Christine Deakers on What Really Matters: Questions
This is Christine Deakers. She’s California born-and-bred (Go Bears!) living in San Francisco for a few years now. Today she’s a professional storyteller as a writer and content marketing manager for technology companies at an integrated communications agency called Eastwick.
At MMSF, she’s vice president of Creative Strategy for the MMSF Marketing team and loves to join in on the Saturday session fun when she facilitates creative writing workshops.
According to Christine Deakers, here's what really matters:
Ask More [Challenging] Questions.
Why Did You Join MMSF?
Education changes lives. To me, it’s also the center of culture and the driving force for progress and building strong communities. I’m so happy to be a part of a collective group of mentors and exceptional students who believe in education’s power to make the world better.

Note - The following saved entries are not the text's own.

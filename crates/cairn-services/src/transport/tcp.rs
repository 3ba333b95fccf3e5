//! TCP transport.
//!
//! Each endpoint owns a listener on `host:0` and is addressed as
//! `tcp://host:port`. On the socket a frame is three length-prefixed byte
//! strings (u32 big-endian length, then bytes): sender address, header,
//! payload. Outbound connections are opened on first use and cached per
//! target until the peer hangs up; inbound connections are read by tasks
//! owned by the endpoint and torn down with it.

use std::collections::HashMap;
use std::io;
use std::net::SocketAddr;
use std::sync::atomic::{AtomicU64, Ordering};
use std::sync::{Arc, Weak};

use async_trait::async_trait;
use bytes::{BufMut, Bytes, BytesMut};
use tokio::io::{AsyncRead, AsyncReadExt, AsyncWriteExt};
use tokio::net::tcp::{OwnedReadHalf, OwnedWriteHalf};
use tokio::net::{TcpListener, TcpStream};
use tokio::sync::{mpsc, Mutex};
use tokio::task::{JoinHandle, JoinSet};

use cairn_core::wire::{Address, Frame, MAX_FRAME_LEN};

use super::{Endpoint, Transport, TransportError};

const SCHEME: &str = "tcp://";

/// Mints endpoints listening on one interface address.
#[derive(Debug, Clone)]
pub struct TcpTransport {
    host: String,
}

impl TcpTransport {
    pub fn new(host: impl Into<String>) -> Self {
        Self { host: host.into() }
    }

    pub fn localhost() -> Self {
        Self::new("127.0.0.1")
    }
}

fn socket_addr(address: &Address) -> Result<SocketAddr, TransportError> {
    address
        .as_str()
        .strip_prefix(SCHEME)
        .and_then(|s| s.parse().ok())
        .ok_or_else(|| TransportError::InvalidAddress(address.clone()))
}

fn start(listener: TcpListener) -> Result<TcpEndpoint, TransportError> {
    let local = listener.local_addr().map_err(|source| TransportError::Io {
        address: Address::new(SCHEME),
        source,
    })?;
    let address = Address::new(format!("{SCHEME}{local}"));
    let (inbox_tx, inbox) = mpsc::unbounded_channel();
    let acceptor = tokio::spawn(accept_loop(listener, address.clone(), inbox_tx));

    tracing::debug!(%address, "tcp endpoint listening");
    Ok(TcpEndpoint {
        address,
        inbox,
        connections: Arc::new(Mutex::new(HashMap::new())),
        next_connection: AtomicU64::new(0),
        acceptor,
    })
}

#[async_trait]
impl Transport for TcpTransport {
    async fn bind(&self) -> Result<Box<dyn Endpoint>, TransportError> {
        let listener = TcpListener::bind((self.host.as_str(), 0))
            .await
            .map_err(|source| TransportError::Io {
                address: Address::new(format!("{SCHEME}{}:0", self.host)),
                source,
            })?;
        Ok(Box::new(start(listener)?))
    }

    async fn bind_at(&self, address: &Address) -> Result<Box<dyn Endpoint>, TransportError> {
        let socket = socket_addr(address)?;
        let listener = TcpListener::bind(socket).await.map_err(|source| {
            if source.kind() == io::ErrorKind::AddrInUse {
                TransportError::AddressInUse(address.clone())
            } else {
                TransportError::Io {
                    address: address.clone(),
                    source,
                }
            }
        })?;
        Ok(Box::new(start(listener)?))
    }
}

/// Write half of a connection we opened, tagged so a stale watcher never
/// evicts its replacement.
struct Outbound {
    id: u64,
    writer: OwnedWriteHalf,
}

type Connections = Arc<Mutex<HashMap<Address, Outbound>>>;

pub struct TcpEndpoint {
    address: Address,
    inbox: mpsc::UnboundedReceiver<Frame>,
    connections: Connections,
    next_connection: AtomicU64,
    acceptor: JoinHandle<()>,
}

impl Drop for TcpEndpoint {
    fn drop(&mut self) {
        // Dropping the acceptor's JoinSet aborts every connection reader too.
        self.acceptor.abort();
    }
}

#[async_trait]
impl Endpoint for TcpEndpoint {
    fn address(&self) -> &Address {
        &self.address
    }

    async fn send(&self, target: &Address, header: Bytes, payload: Bytes) -> Result<(), TransportError> {
        let wire = encode_frame(&self.address, &header, &payload)?;
        let mut connections = self.connections.lock().await;

        if let Some(outbound) = connections.get_mut(target) {
            match outbound.writer.write_all(&wire).await {
                Ok(()) => return Ok(()),
                Err(e) => {
                    tracing::debug!(%target, error = %e, "cached connection failed, reconnecting");
                    connections.remove(target);
                }
            }
        }

        let socket = socket_addr(target)?;
        let stream = TcpStream::connect(socket).await.map_err(|e| {
            tracing::debug!(%target, error = %e, "connect failed");
            TransportError::Unreachable(target.clone())
        })?;
        let _ = stream.set_nodelay(true);
        let (reader, mut writer) = stream.into_split();
        writer
            .write_all(&wire)
            .await
            .map_err(|source| TransportError::Io {
                address: target.clone(),
                source,
            })?;

        let id = self.next_connection.fetch_add(1, Ordering::Relaxed);
        connections.insert(target.clone(), Outbound { id, writer });
        tokio::spawn(watch_outbound(
            reader,
            target.clone(),
            id,
            Arc::downgrade(&self.connections),
        ));
        Ok(())
    }

    async fn recv(&mut self) -> Result<Frame, TransportError> {
        self.inbox
            .recv()
            .await
            .ok_or_else(|| TransportError::Closed(self.address.clone()))
    }
}

// ── Socket loops ─────────────────────────────────────────────────────────────

async fn accept_loop(listener: TcpListener, address: Address, inbox: mpsc::UnboundedSender<Frame>) {
    let mut readers = JoinSet::new();
    loop {
        tokio::select! {
            accepted = listener.accept() => {
                let (stream, peer) = match accepted {
                    Ok(a) => a,
                    Err(e) => {
                        tracing::warn!(%address, error = %e, "accept failed");
                        continue;
                    }
                };
                tracing::trace!(%address, %peer, "inbound connection");
                readers.spawn(read_connection(stream, inbox.clone()));
            }

            Some(finished) = readers.join_next(), if !readers.is_empty() => {
                if let Ok(Err(e)) = finished {
                    tracing::debug!(%address, error = %e, "inbound connection dropped");
                }
            }
        }
    }
}

/// Peers never write back on a connection we opened, so EOF or an error
/// here means the peer is gone and its cached writer is dead.
async fn watch_outbound(
    mut reader: OwnedReadHalf,
    target: Address,
    id: u64,
    connections: Weak<Mutex<HashMap<Address, Outbound>>>,
) {
    let mut scratch = [0u8; 64];
    while let Ok(n) = reader.read(&mut scratch).await {
        if n == 0 {
            break;
        }
    }

    let Some(connections) = connections.upgrade() else {
        return;
    };
    let mut connections = connections.lock().await;
    if connections.get(&target).is_some_and(|c| c.id == id) {
        connections.remove(&target);
        tracing::trace!(%target, "outbound connection closed by peer");
    }
}

async fn read_connection(mut stream: TcpStream, inbox: mpsc::UnboundedSender<Frame>) -> io::Result<()> {
    loop {
        let sender = match read_part(&mut stream).await {
            Ok(b) => b,
            Err(e) if e.kind() == io::ErrorKind::UnexpectedEof => return Ok(()),
            Err(e) => return Err(e),
        };
        let header = read_part(&mut stream).await?;
        let payload = read_part(&mut stream).await?;

        let frame = Frame {
            address: Address::new(String::from_utf8_lossy(&sender).into_owned()),
            header,
            payload,
        };
        if inbox.send(frame).is_err() {
            // Endpoint is gone.
            return Ok(());
        }
    }
}

async fn read_part<R: AsyncRead + Unpin>(reader: &mut R) -> io::Result<Bytes> {
    let len = reader.read_u32().await? as usize;
    if len > MAX_FRAME_LEN {
        return Err(io::Error::new(
            io::ErrorKind::InvalidData,
            format!("frame part of {len} bytes exceeds limit"),
        ));
    }
    let mut buf = vec![0u8; len];
    reader.read_exact(&mut buf).await?;
    Ok(Bytes::from(buf))
}

fn encode_frame(sender: &Address, header: &[u8], payload: &[u8]) -> Result<Bytes, TransportError> {
    let parts = [sender.as_str().as_bytes(), header, payload];
    let total: usize = parts.iter().map(|p| 4 + p.len()).sum();
    let mut buf = BytesMut::with_capacity(total);
    for part in parts {
        if part.len() > MAX_FRAME_LEN {
            return Err(TransportError::FrameTooLarge(part.len()));
        }
        buf.put_u32(part.len() as u32);
        buf.put_slice(part);
    }
    Ok(buf.freeze())
}
use crate::*;

use cairn_core::message::{ErrorKind, Registration, RemoteError};
use cairn_core::wire::Status;
use cairn_core::CodecId;

#[tokio::test]
async fn status_reply_echoes_jobid_and_address() -> Result<()> {
    let fabric = Fabric::new();
    let worker = start_worker_with(&fabric, WorkerOptions::default().address("inproc://alice")).await?;
    let mut scheduler = Scheduler::bind_at(&fabric, SCHEDULER).await?;

    let header = Header::new(Function::Status)
        .with_jobid(Some(3))
        .with_address(scheduler.address().clone());
    scheduler.send_with(worker.address(), header, &Value::Null).await?;

    let reply = scheduler.recv().await?;
    assert_eq!(reply.header.function, Function::Status);
    assert_eq!(reply.header.jobid, Some(3));
    assert_eq!(reply.header.status, Status::Ok);
    assert_eq!(reply.header.address, Some(Address::from("inproc://alice")));
    assert_eq!(reply.decode::<String>()?, "OK");
    Ok(())
}

#[tokio::test]
async fn worker_registers_with_scheduler() -> Result<()> {
    let fabric = Fabric::new();
    // The worker announces itself before the scheduler is even bound.
    let worker = start_worker(&fabric).await?;
    let mut scheduler = Scheduler::bind_at(&fabric, SCHEDULER).await?;

    let frame = scheduler.recv_any().await?;
    assert_eq!(frame.header.function, Function::Register);
    assert_eq!(&frame.from, worker.address());
    assert_eq!(&frame.decode::<Registration>()?.address, worker.address());
    Ok(())
}

#[tokio::test]
async fn reply_goes_to_header_address_over_sender() -> Result<()> {
    let fabric = Fabric::new();
    let worker = start_worker(&fabric).await?;
    let scheduler = Scheduler::bind_at(&fabric, SCHEDULER).await?;
    let mut observer = Scheduler::bind(&fabric).await?;

    let header = Header::new(Function::Status)
        .with_jobid(Some(9))
        .with_address(observer.address().clone());
    scheduler.send_with(worker.address(), header, &Value::Null).await?;

    let reply = observer.recv().await?;
    assert_eq!(reply.header.jobid, Some(9));
    assert_eq!(&reply.from, worker.address());
    Ok(())
}

#[tokio::test]
async fn reply_falls_back_to_sender_without_header_address() -> Result<()> {
    let fabric = Fabric::new();
    let worker = start_worker(&fabric).await?;
    let mut scheduler = Scheduler::bind_at(&fabric, SCHEDULER).await?;

    let header = Header::new(Function::Status).with_jobid(Some(4));
    scheduler.send_with(worker.address(), header, &Value::Null).await?;

    assert_eq!(scheduler.recv().await?.header.jobid, Some(4));
    Ok(())
}

#[tokio::test]
async fn unknown_function_gets_error_reply() -> Result<()> {
    let fabric = Fabric::new();
    let worker = start_worker(&fabric).await?;
    let mut scheduler = Scheduler::bind_at(&fabric, SCHEDULER).await?;

    let reply = scheduler
        .request(worker.address(), Function::from("frobnicate".to_string()), &Value::Null)
        .await?;
    assert_eq!(reply.header.function, Function::Error);
    assert_eq!(reply.header.status, Status::Error);
    assert_eq!(reply.decode::<RemoteError>()?.kind, ErrorKind::UnknownRequest);

    // The loop keeps serving.
    let reply = scheduler.request(worker.address(), Function::Status, &Value::Null).await?;
    assert_eq!(reply.header.status, Status::Ok);
    Ok(())
}

#[tokio::test]
async fn undecodable_payload_gets_decode_error() -> Result<()> {
    let fabric = Fabric::new();
    let worker = start_worker(&fabric).await?;
    let mut scheduler = Scheduler::bind_at(&fabric, SCHEDULER).await?;

    let header = Header::new(Function::Getitem)
        .with_jobid(Some(11))
        .with_address(scheduler.address().clone());
    scheduler
        .send_raw(worker.address(), header.encode()?, Bytes::from_static(b"{not json"))
        .await?;

    let reply = scheduler.recv().await?;
    assert_eq!(reply.header.function, Function::Error);
    assert_eq!(reply.header.jobid, Some(11));
    assert_eq!(reply.decode::<RemoteError>()?.kind, ErrorKind::Decode);
    Ok(())
}

#[tokio::test]
async fn undecodable_header_is_answered_to_sender() -> Result<()> {
    let fabric = Fabric::new();
    let worker = start_worker(&fabric).await?;
    let mut scheduler = Scheduler::bind_at(&fabric, SCHEDULER).await?;

    scheduler
        .send_raw(worker.address(), Bytes::from_static(b"\x00\x01"), Bytes::new())
        .await?;

    let reply = scheduler.recv().await?;
    assert_eq!(reply.header.function, Function::Error);
    assert_eq!(reply.header.jobid, None);
    assert_eq!(reply.decode::<RemoteError>()?.kind, ErrorKind::Decode);
    Ok(())
}

#[tokio::test]
async fn reply_kinds_are_never_answered() -> Result<()> {
    let fabric = Fabric::new();
    let worker = start_worker(&fabric).await?;
    let mut scheduler = Scheduler::bind_at(&fabric, SCHEDULER).await?;

    for function in [Function::GetitemAck, Function::ComputeAck, Function::Error] {
        scheduler.send(worker.address(), function, &Value::Null).await?;
    }
    scheduler.expect_silence(Duration::from_millis(100)).await?;
    Ok(())
}

#[tokio::test]
async fn status_reply_honours_reply_codec() -> Result<()> {
    let fabric = Fabric::new();
    let worker = start_worker(&fabric).await?;
    let mut scheduler = Scheduler::bind_at(&fabric, SCHEDULER).await?;

    let header = Header::new(Function::Status)
        .with_jobid(Some(1))
        .with_address(scheduler.address().clone())
        .with_reply_codec(CodecId::MessagePack);
    scheduler.send_with(worker.address(), header, &Value::Null).await?;

    let reply = scheduler.recv().await?;
    assert_eq!(reply.header.codec, Some(CodecId::MessagePack));
    assert_eq!(reply.decode::<String>()?, "OK");
    Ok(())
}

What Do You Think Really Matters Right Now for Students?
For any student, any person, the most important thing is to follow the questions you may have. What piques your interest? What do you want to learn more about? When you follow your curiosity, school and life will always be more engaging. Questions help people connect.
Looking Back on Your Own Education and Growth, What’s One Piece of Advice You’d Give?
If I could go back to my high school self, I would remove “should” from my vocabulary. I wish I delved deeper into my passions rather than pursued extracurriculars that often felt like a chore, and didn’t really serve me in the end.
Challenge yourself at all times because you’ll grow and reap the benefits from your effort, but if you don’t have a strong “why” behind what you’re doing, reframe or shift your priorities. Your time is a valuable investment!
What Brings You Inspiration?
Rainer Maria Rilke, a Bohemian poet and novelist, still resonates with me today, and after years of reading his work, his words have become a personal mantra:
Be patient toward all that is unsolved in your heart and try to love the questions themselves, like locked rooms and like books that are now written in a very foreign tongue. Do not now seek the answers, which cannot be given you because you would not be able to live them. And the point is, to live everything. Live the questions now. Perhaps you will then gradually, without noticing it, live along some distant day into the answer.
Any Recommendations?
You don’t have to be a poet to gain insight and delight from Letters to a Young Poet. This epistolary novella (a.k.a. short book of letters) is filled with life lessons and “ah-ha” moments. It’s the type of book you can read right before bed, or maybe on the bus, as a great way to start off your day.
I also live by the Dear Sugar podcast, brought to you by Cheryl Strayed, author of Wild, and Steve Almond, senior editor of the Rumpus.net. It’s an advice column in audio format that provides thoughtful and literary responses to some of life’s most complex scenarios.
Anyone at Minds Matter, or beyond, can appreciate these two recommendations. To me, they provide a self-education, beyond the traditional things we learn in the classroom. They both have helped me figure out who I was and who I want to become!